> Task instructions:
Pull out every line below that holds the word "SourceRead".

##### Input records

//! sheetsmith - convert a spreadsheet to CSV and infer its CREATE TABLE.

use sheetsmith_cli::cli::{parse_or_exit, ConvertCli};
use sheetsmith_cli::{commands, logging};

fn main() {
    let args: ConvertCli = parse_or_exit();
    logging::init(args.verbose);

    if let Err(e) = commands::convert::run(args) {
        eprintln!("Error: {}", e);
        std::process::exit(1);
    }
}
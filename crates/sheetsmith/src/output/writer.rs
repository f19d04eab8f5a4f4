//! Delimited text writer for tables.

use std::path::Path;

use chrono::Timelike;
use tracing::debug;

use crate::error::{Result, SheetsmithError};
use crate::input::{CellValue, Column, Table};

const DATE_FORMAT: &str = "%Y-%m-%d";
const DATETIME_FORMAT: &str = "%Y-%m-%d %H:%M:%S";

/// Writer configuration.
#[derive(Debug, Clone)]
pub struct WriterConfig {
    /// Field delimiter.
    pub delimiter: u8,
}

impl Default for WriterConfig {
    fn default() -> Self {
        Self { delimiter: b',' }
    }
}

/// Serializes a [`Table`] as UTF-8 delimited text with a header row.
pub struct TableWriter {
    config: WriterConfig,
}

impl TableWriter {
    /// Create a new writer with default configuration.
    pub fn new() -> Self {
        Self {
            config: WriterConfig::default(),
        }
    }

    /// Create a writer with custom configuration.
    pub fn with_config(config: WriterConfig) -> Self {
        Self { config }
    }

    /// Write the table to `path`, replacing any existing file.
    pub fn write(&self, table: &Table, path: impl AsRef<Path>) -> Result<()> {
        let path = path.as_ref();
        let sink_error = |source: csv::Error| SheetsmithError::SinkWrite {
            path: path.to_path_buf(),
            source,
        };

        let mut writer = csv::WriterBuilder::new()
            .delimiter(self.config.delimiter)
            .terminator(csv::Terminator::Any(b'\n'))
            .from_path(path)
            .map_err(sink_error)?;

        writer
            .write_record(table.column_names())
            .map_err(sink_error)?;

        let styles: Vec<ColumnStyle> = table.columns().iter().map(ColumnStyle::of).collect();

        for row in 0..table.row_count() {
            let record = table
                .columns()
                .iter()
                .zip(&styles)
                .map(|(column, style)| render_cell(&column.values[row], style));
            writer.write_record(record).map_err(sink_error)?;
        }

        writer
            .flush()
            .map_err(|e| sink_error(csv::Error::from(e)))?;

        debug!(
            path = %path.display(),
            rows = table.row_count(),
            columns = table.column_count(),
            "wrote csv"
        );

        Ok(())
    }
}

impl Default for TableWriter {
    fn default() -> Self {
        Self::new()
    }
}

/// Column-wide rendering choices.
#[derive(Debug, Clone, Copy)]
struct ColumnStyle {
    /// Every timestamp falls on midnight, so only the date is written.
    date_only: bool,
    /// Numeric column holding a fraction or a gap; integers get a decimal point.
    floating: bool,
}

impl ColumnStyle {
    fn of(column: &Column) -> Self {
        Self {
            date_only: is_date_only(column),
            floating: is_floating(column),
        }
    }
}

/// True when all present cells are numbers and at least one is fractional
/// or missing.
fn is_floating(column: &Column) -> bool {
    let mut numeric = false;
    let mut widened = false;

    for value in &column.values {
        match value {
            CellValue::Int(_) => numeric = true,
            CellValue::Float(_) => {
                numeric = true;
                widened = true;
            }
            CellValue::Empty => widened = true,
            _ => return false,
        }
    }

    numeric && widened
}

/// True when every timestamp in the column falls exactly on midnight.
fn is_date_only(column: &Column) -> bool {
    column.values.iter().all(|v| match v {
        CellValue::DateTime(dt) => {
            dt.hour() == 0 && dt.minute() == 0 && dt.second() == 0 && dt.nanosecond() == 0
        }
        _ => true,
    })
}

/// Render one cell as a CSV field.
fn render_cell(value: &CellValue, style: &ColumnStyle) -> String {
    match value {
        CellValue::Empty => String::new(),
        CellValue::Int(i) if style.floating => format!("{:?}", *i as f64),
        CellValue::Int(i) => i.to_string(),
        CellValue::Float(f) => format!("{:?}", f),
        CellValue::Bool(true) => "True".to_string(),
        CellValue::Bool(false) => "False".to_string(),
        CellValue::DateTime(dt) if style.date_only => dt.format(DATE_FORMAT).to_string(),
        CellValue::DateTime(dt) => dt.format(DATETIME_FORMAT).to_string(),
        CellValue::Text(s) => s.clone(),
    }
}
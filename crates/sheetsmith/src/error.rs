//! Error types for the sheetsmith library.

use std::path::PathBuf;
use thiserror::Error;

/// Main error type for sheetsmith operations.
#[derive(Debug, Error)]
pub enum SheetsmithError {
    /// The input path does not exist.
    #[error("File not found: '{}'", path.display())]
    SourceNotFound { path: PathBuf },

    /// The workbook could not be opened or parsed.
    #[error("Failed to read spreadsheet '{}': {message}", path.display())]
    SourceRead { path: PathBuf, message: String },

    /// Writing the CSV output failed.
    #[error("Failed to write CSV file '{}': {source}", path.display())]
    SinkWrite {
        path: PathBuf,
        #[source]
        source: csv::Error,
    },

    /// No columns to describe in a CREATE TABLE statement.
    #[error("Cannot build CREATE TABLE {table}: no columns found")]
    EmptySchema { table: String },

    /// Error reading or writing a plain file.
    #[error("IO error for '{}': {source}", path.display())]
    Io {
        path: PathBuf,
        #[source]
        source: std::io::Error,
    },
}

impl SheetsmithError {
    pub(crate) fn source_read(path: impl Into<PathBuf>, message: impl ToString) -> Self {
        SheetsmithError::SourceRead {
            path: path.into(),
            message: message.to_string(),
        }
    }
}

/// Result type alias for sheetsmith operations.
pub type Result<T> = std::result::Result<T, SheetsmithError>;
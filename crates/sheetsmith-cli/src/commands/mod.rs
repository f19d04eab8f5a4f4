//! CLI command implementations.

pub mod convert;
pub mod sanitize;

##########

> Finished exercise:
    SourceRead { path: PathBuf, message: String },
        SheetsmithError::SourceRead {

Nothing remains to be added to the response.